Unter dem wachsenden Einfluss der ansteckenderen Delta-Variante des Coronavirus ist die Sieben-Tage-Inzidenz in Berlin deutlich gestiegen. Sie ist nun erstmals seit rund einem Monat wieder zweistellig. Nachdem das Robert Koch-Institut (RKI) am Montag noch 7,3 Ansteckungen pro 100 000 Einwohner binnen sieben Tagen ausgewiesen hatte, sind es am Donnerstag bereits 11,6. Im Vergleich zum Donnerstag der Vorwoche hat sich die Sieben-Tage-Inzidenz damit beinahe verdoppelt. Wie auch bundesweit sind laut Lagebericht des Senats derzeit vor allem junge Erwachsene betroffen, die im Vergleich zu Senioren ein geringeres Risiko für schwere Verläufe haben.

Auslastung der Intensivbetten weiterhin auf niedrigem Niveau

Auf die Krankenhäuser in der Hauptstadt hat der jüngste Fallzahlenanstieg daher bisher im Lagebericht keinen erkennbaren Einfluss. Die Auslastung der Intensivbetten mit Covid-19-Fällen ist mit 3,7 Prozent weiter sehr niedrig. Jedoch vergeht zwischen Infektion und Krankenhausbehandlung einige Zeit. Das RKI berichtet zur Lage bundesweit von einem erhöhten Anteil an Krankenhausbehandlungen bei Delta-Infizierten zwischen 15 und 59 Jahren - verglichen mit gleichaltrigen Alpha-Infizierten.
Im Vergleich zum Vortag wurden laut RKI-Daten von Donnerstag 146 Neuinfektionen gemeldet, drei Todesfälle kamen hinzu. Noch einmal wesentlich höher als im Berliner Schnitt liegt die Sieben-Tage-Inzidenz mit 20,3 im Bezirk Mitte. Am geringsten ist der Wert in Marzahn-Hellersdorf: mit 3.

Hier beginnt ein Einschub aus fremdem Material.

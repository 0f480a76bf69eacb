//! Worker: lifecycle wrapper around a single physical connection.

use std::sync::Arc;
use std::time::Duration;

use keel_conn::{ConnError, ConnectOptions, Connection, Connector};

/// Transaction mode carried by a worker's connection.
///
/// The mode is a property of the physical connection, not of any one
/// checkout: a worker switched to [`Mode::Sandbox`] stays sandboxed across
/// checkins, which is what lets a test suite reuse one rolled-back session
/// across many callers, including callers that crashed.
#[derive(Debug, Clone, Copy, PartialEq, Eq, Default)]
pub enum Mode {
    /// Ordinary transactions; work is committed as usual.
    #[default]
    Raw,

    /// The connection sits inside a wrapping transaction that is never
    /// committed. Everything executed on it is rolled back when the sandbox
    /// ends, which gives test suites automatic isolation.
    Sandbox,
}

impl std::fmt::Display for Mode {
    fn fmt(&self, f: &mut std::fmt::Formatter<'_>) -> std::fmt::Result {
        match self {
            Self::Raw => f.write_str("raw"),
            Self::Sandbox => f.write_str("sandbox"),
        }
    }
}

/// Observable worker lifecycle state.
#[derive(Debug, Clone, Copy, PartialEq, Eq)]
pub enum WorkerState {
    /// No connection; one will be opened at next checkout.
    Disconnected,
    /// A live connection is held.
    Connected,
    /// The connection witnessed a failure and will be closed at checkin.
    Broken,
}

/// How [`Worker::ensure_connected`] obtained its live connection.
#[derive(Debug, Clone, Copy, PartialEq, Eq)]
pub(crate) enum ConnectOutcome {
    /// The held connection was still alive and was kept.
    Kept,
    /// The slot was empty; a connection was opened.
    Opened,
    /// The held connection was dead; it was replaced.
    Reopened,
}

/// A single connection slot.
///
/// A worker holds at most one live connection. Connect failures are
/// returned to the caller, never retried here; retry policy belongs to
/// whoever drives the worker.
pub(crate) struct Worker<C: Connector> {
    id: u64,
    opts: Arc<ConnectOptions>,
    conn: Option<C::Conn>,
    broken: bool,
    mode: Mode,
    overflow: bool,
}

impl<C: Connector> Worker<C> {
    pub(crate) fn new(id: u64, opts: Arc<ConnectOptions>, overflow: bool) -> Self {
        Self {
            id,
            opts,
            conn: None,
            broken: false,
            mode: Mode::Raw,
            overflow,
        }
    }

    pub(crate) fn id(&self) -> u64 {
        self.id
    }

    pub(crate) fn is_overflow(&self) -> bool {
        self.overflow
    }

    pub(crate) fn is_broken(&self) -> bool {
        self.broken
    }

    pub(crate) fn mode(&self) -> Mode {
        self.mode
    }

    pub(crate) fn state(&self) -> WorkerState {
        if self.broken {
            WorkerState::Broken
        } else if self.conn.is_some() {
            WorkerState::Connected
        } else {
            WorkerState::Disconnected
        }
    }

    pub(crate) fn connection(&mut self) -> Option<&mut C::Conn> {
        self.conn.as_mut()
    }

    /// Mark the connection as having witnessed a failure. It will be
    /// closed at checkin instead of being reused.
    pub(crate) fn poison(&mut self) {
        self.broken = true;
    }

    /// Make sure a live connection is held, opening one within `timeout`
    /// if needed.
    ///
    /// A held connection that no longer reports alive is treated as an
    /// implicit break: the dead session is dropped and a fresh one opened.
    pub(crate) async fn ensure_connected(
        &mut self,
        connector: &C,
        timeout: Duration,
    ) -> Result<ConnectOutcome, ConnError> {
        if self.broken {
            // Broken workers are normally cleaned at checkin; clean here as
            // a backstop so a checkout never hands out a poisoned session.
            self.discard_connection();
        }

        let mut outcome = ConnectOutcome::Opened;
        if let Some(conn) = self.conn.as_ref() {
            if conn.is_alive() {
                return Ok(ConnectOutcome::Kept);
            }
            tracing::warn!(worker_id = self.id, "session died while worker was idle");
            self.conn = None;
            self.mode = Mode::Raw;
            outcome = ConnectOutcome::Reopened;
        }

        tracing::debug!(worker_id = self.id, "opening connection");
        let conn = tokio::time::timeout(timeout, connector.connect(&self.opts))
            .await
            .map_err(|_| ConnError::Timeout(timeout))??;
        self.conn = Some(conn);
        Ok(outcome)
    }

    /// Whether the worker holds a connection that currently reports alive.
    pub(crate) fn has_live_connection(&self) -> bool {
        !self.broken && self.conn.as_ref().is_some_and(|c| c.is_alive())
    }

    /// Instruct the live connection to enter or leave sandbox mode.
    ///
    /// Errors if no connection is active. A connectivity failure or timeout
    /// poisons the worker; the session state is unknown at that point.
    pub(crate) async fn set_mode(&mut self, mode: Mode, timeout: Duration) -> Result<(), ConnError> {
        let conn = self.conn.as_mut().ok_or(ConnError::Closed)?;

        let instruction = async {
            match mode {
                Mode::Sandbox => conn.begin_sandbox().await,
                Mode::Raw => conn.rollback_sandbox().await,
            }
        };
        let outcome = tokio::time::timeout(timeout, instruction).await;

        match outcome {
            Ok(Ok(())) => {
                tracing::debug!(worker_id = self.id, %mode, "worker mode changed");
                self.mode = mode;
                Ok(())
            }
            Ok(Err(e)) => {
                if e.is_disconnect() {
                    self.broken = true;
                }
                Err(e)
            }
            Err(_) => {
                self.broken = true;
                Err(ConnError::Timeout(timeout))
            }
        }
    }

    /// Forcibly close the live connection. Never errors; a close that does
    /// not finish within `timeout` falls back to dropping the session.
    pub(crate) async fn break_connection(&mut self, timeout: Duration) {
        if let Some(mut conn) = self.conn.take() {
            tracing::warn!(worker_id = self.id, "breaking connection");
            if tokio::time::timeout(timeout, conn.close()).await.is_err() {
                tracing::warn!(worker_id = self.id, "graceful close timed out; dropping session");
            }
        }
        // The sandbox transaction, if any, died with the session.
        self.broken = false;
        self.mode = Mode::Raw;
    }

    /// Drop the connection without a graceful close and reset the slot to
    /// disconnected. Used on the synchronous checkin path.
    pub(crate) fn discard_connection(&mut self) {
        if self.conn.take().is_some() {
            tracing::debug!(worker_id = self.id, "discarding connection");
        }
        self.broken = false;
        self.mode = Mode::Raw;
    }
}
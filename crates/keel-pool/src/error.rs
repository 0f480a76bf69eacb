//! Pool error types.

use std::time::Duration;

use keel_conn::ConnError;
use thiserror::Error;

/// Errors produced by pool operations.
#[derive(Debug, Error)]
pub enum PoolError {
    /// The configuration is invalid.
    #[error("invalid pool configuration: {0}")]
    Config(String),

    /// The pool is not running. Outstanding and future checkouts against a
    /// stopped pool all see this error; the caller must obtain a fresh
    /// pool to continue.
    #[error("pool is not running")]
    Closed,

    /// No worker became available within the allotted time. No ownership
    /// was transferred: the caller holds nothing and owes nothing.
    #[error("checkout timed out after {waited:?}")]
    Timeout {
        /// How long the caller waited before giving up.
        waited: Duration,
    },

    /// A worker failed to open its connection.
    #[error(transparent)]
    Connect(#[from] ConnError),
}
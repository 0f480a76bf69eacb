//! The transaction context handle.

use std::time::Duration;

use futures_util::future::BoxFuture;
use keel_conn::Connector;
use keel_pool::{Mode, PooledWorker};

use crate::error::TransactionError;

/// A transaction context: one checked-out worker plus the caller's nesting
/// state.
///
/// The context is created by the outermost
/// [`Coordinator::transaction`](crate::Coordinator::transaction) call and
/// threaded through nested calls by `&mut` reference. It is destroyed,
/// and its worker checked back in, when the outermost call returns,
/// panics, or is cancelled.
pub struct Transaction<C: Connector> {
    worker: PooledWorker<C>,
    mode: Mode,
    depth: u32,
    queue_time: Option<Duration>,
    disconnected: bool,
    completed: bool,
}

impl<C: Connector> Transaction<C> {
    pub(crate) fn new(worker: PooledWorker<C>, queue_time: Duration) -> Self {
        let mode = worker.mode();
        Self {
            worker,
            mode,
            depth: 0,
            queue_time: Some(queue_time),
            disconnected: false,
            completed: false,
        }
    }

    /// The mode of the whole nested stack.
    #[must_use]
    pub fn mode(&self) -> Mode {
        self.mode
    }

    /// Current nesting depth. 0 in the outermost body.
    #[must_use]
    pub fn depth(&self) -> u32 {
        self.depth
    }

    /// How long this scope waited for its worker.
    ///
    /// `Some` only in the outermost scope; nested scopes reuse the held
    /// worker and report `None`.
    #[must_use]
    pub fn queue_time(&self) -> Option<Duration> {
        self.queue_time
    }

    /// Whether the context has lost its connection.
    #[must_use]
    pub fn is_disconnected(&self) -> bool {
        self.disconnected
    }

    /// The id of the worker backing this context.
    #[must_use]
    pub fn worker_id(&self) -> u64 {
        self.worker.id()
    }

    /// The live connection.
    ///
    /// Fails with [`TransactionError::NoConnection`] once the context has
    /// been disconnected, anywhere in the nested stack.
    pub fn connection(&mut self) -> Result<&mut C::Conn, TransactionError> {
        if self.disconnected {
            return Err(TransactionError::NoConnection);
        }
        self.worker
            .connection()
            .ok_or(TransactionError::NoConnection)
    }

    /// Run a nested transaction.
    ///
    /// No new checkout happens: the body runs on the same worker, one
    /// level deeper, with `queue_time()` reporting `None`. If the context
    /// was disconnected by an enclosing scope, the body is not invoked and
    /// [`TransactionError::NoConnection`] is returned: a failed outer
    /// transaction poisons every nested attempt under it.
    pub async fn transaction<T, F>(&mut self, body: F) -> Result<T, TransactionError>
    where
        F: for<'t> FnOnce(&'t mut Transaction<C>) -> BoxFuture<'t, T>,
    {
        if self.disconnected {
            return Err(TransactionError::NoConnection);
        }

        self.depth += 1;
        let outer_queue_time = self.queue_time.take();
        tracing::debug!(
            worker_id = self.worker.id(),
            depth = self.depth,
            "entering nested transaction"
        );

        let value = body(self).await;

        self.queue_time = outer_queue_time;
        self.depth -= 1;
        Ok(value)
    }

    /// Run a one-shot body on the held connection.
    ///
    /// Depth-transparent: the nesting level does not change, and the body
    /// sees a queue time of `None` because no checkout happened.
    pub async fn run<T, F>(&mut self, body: F) -> Result<T, TransactionError>
    where
        F: for<'c> FnOnce(&'c mut C::Conn, Option<Duration>) -> BoxFuture<'c, T>,
    {
        let conn = self.connection()?;
        Ok(body(conn, None).await)
    }

    /// Drop the connection from this context.
    ///
    /// In raw mode the physical connection is forcibly closed and every
    /// later `connection()`/nested `transaction` call in this stack fails
    /// with [`TransactionError::NoConnection`]. Never errors.
    ///
    /// In sandbox mode this is suppressed entirely: the sandbox session
    /// carries the test's rolled-back state and outlives failures on
    /// purpose. See the crate-level notes on the sandbox asymmetry.
    pub async fn disconnect(&mut self, timeout: Duration) {
        match self.mode {
            Mode::Sandbox => {
                tracing::debug!(
                    worker_id = self.worker.id(),
                    "disconnect suppressed in sandbox mode"
                );
            }
            Mode::Raw => {
                if self.disconnected {
                    return;
                }
                self.disconnected = true;
                self.worker.break_connection(timeout).await;
            }
        }
    }

    /// Run a fallible body; on `Err`, disconnect before handing the error
    /// back unchanged.
    ///
    /// A connection that witnessed a failure is never silently reused,
    /// except in sandbox mode, where the disconnect is suppressed and the
    /// session survives.
    pub async fn fuse<T, E, F>(&mut self, timeout: Duration, body: F) -> Result<T, E>
    where
        F: for<'t> FnOnce(&'t mut Transaction<C>) -> BoxFuture<'t, Result<T, E>>,
    {
        let result = body(self).await;
        if result.is_err() {
            tracing::debug!(worker_id = self.worker.id(), "fuse body failed; disconnecting");
            self.disconnect(timeout).await;
        }
        result
    }

    /// Switch the whole nested stack between raw and sandbox mode.
    ///
    /// Idempotent: requesting the current mode returns
    /// [`TransactionError::AlreadyInMode`], which is informational (the
    /// operation's intent already holds). The mode sticks to the worker, so
    /// it survives checkin and is inherited by the next checkout.
    ///
    /// A connectivity failure while instructing the connection downgrades
    /// this context to disconnected and reports
    /// [`TransactionError::NoConnection`].
    pub async fn set_mode(&mut self, mode: Mode, timeout: Duration) -> Result<(), TransactionError> {
        if self.disconnected {
            return Err(TransactionError::NoConnection);
        }
        if self.mode == mode {
            return Err(TransactionError::AlreadyInMode(mode));
        }

        let outcome = self.worker.set_mode(mode, timeout).await;
        match outcome {
            Ok(()) => {
                self.mode = mode;
                Ok(())
            }
            Err(e) => {
                tracing::warn!(
                    worker_id = self.worker.id(),
                    error = %e,
                    "mode change failed; downgrading context to disconnected"
                );
                self.disconnected = true;
                Err(TransactionError::NoConnection)
            }
        }
    }

    /// Mark the context as having completed normally. Consumes the
    /// context; the worker checks in when it drops, connection kept warm.
    pub(crate) fn finish(mut self) {
        self.completed = true;
    }
}

impl<C: Connector> Drop for Transaction<C> {
    fn drop(&mut self) {
        if self.completed {
            return;
        }
        // Dropped mid-flight: panic unwind or cancellation. The physical
        // transaction state is unknown, so in raw mode the session must
        // not be reused. The sandbox session survives by design.
        match self.mode {
            Mode::Raw => {
                if !self.disconnected && self.worker.connection().is_some() {
                    tracing::warn!(
                        worker_id = self.worker.id(),
                        "transaction dropped mid-flight; poisoning session"
                    );
                    self.worker.poison();
                }
            }
            Mode::Sandbox => {
                tracing::debug!(
                    worker_id = self.worker.id(),
                    "transaction dropped mid-flight; sandbox session kept"
                );
            }
        }
    }
}

impl<C: Connector> std::fmt::Debug for Transaction<C> {
    fn fmt(&self, f: &mut std::fmt::Formatter<'_>) -> std::fmt::Result {
        f.debug_struct("Transaction")
            .field("worker_id", &self.worker.id())
            .field("mode", &self.mode)
            .field("depth", &self.depth)
            .field("queue_time", &self.queue_time)
            .field("disconnected", &self.disconnected)
            .finish()
    }
}
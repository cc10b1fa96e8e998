use crate::codec::{decode_i32, CodecError, Decodable, Encodable};
use bytes::{BufMut, BytesMut};
use std::io::Cursor;

/// Window-relative pointer position.
///
/// Encoded as two little-endian `i32` fields (`x`, `y`). Coordinates are
/// relative to the shared window's top-left corner; negative values can occur
/// when a viewer drags outside the window bounds.
#[derive(Clone, Copy, Debug, Default, PartialEq, Eq)]
pub struct Point {
    pub x: i32,
    pub y: i32,
}

impl Point {
    /// Encoded size in bytes.
    pub const SIZE: usize = 8;

    pub fn new(x: i32, y: i32) -> Self {
        Point { x, y }
    }
}

impl Encodable for Point {
    fn encode(&self, buf: &mut BytesMut) {
        buf.put_i32_le(self.x);
        buf.put_i32_le(self.y);
    }
}

impl Decodable for Point {
    fn decode(buf: &mut Cursor<&[u8]>) -> Result<Self, CodecError> {
        let x = decode_i32(buf)?;
        let y = decode_i32(buf)?;
        Ok(Point { x, y })
    }
}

RKI: Delta-Variante in Deutschland auf 76 Prozent gewachsen

Der Großteil der Ansteckungen in Berlin ist von der in Indien entdeckten Delta-Variante ausgelöst worden. Der Anteil dieser Mutante ist weiter gewachsen, wie der RKI-Virusvariantenbericht vom Mittwochabend zeigt. Er lag demnach vergangene Woche bei 76 Prozent. Die bis dahin vorherrschende Alpha-Variante hat derweil rapide an Bedeutung verloren.
Seit Beginn der Pandemie steckten sich in Berlin laut Statistik 180 885 Menschen nachweislich an. Die meisten gelten als genesen. 3568 Menschen starben in Zusammenhang mit dem Coronavirus.
Die in Indien entdeckte Delta-Variante gilt als deutlich ansteckender als bisherige Formen des Virus. In mehreren anderen Ländern hat sie die Infektionszahlen massiv steigen lassen. In Deutschland steigt die Sieben-Tage-Inzidenz seit Tagen wieder leicht an.

Impfung schützt vor schweren Krankheitsverlaufen auch bei Delta-Variante

Laborexperimente deuten laut RKI darauf hin, dass vollständig Geimpfte auch bei Delta einen hohen Schutz vor schweren Krankheitsverläufen haben. Dem trägt das RKI auch in seiner Risikobewertung Rechnung: Für vollständig Geimpfte wird die Gefährdung für die Gesundheit als moderat eingeschätzt - für nicht oder unvollständig Geimpfte sei sie hoch.
Als vollständig geimpft sind im Lagebericht des Senats 43,1 Prozent der Berliner ausgewiesen. Mindestens einmal geimpft sind 58 Prozent.
Expertinnen und Experten raten dazu, die Regeln zum Infektionsschutz wie das Tragen von Masken weiter einzuhalten. Auch wenn dank der Impfungen mit einer deutlich verringerten Zahl an schweren Verläufen gerechnet wird, gibt es immer noch viele Menschen, die sich (noch) nicht impfen lassen können - darunter Kinder unter 12 Jahren - oder bei denen die Impfung etwa wegen Vorerkrankungen nicht optimal wirkt. Hinzu kommen die Unwägbarkeiten rund um Langzeitfolgen der Infektion und die Gefahr weiterer Virusmutationen durch hohe Fallzahlen.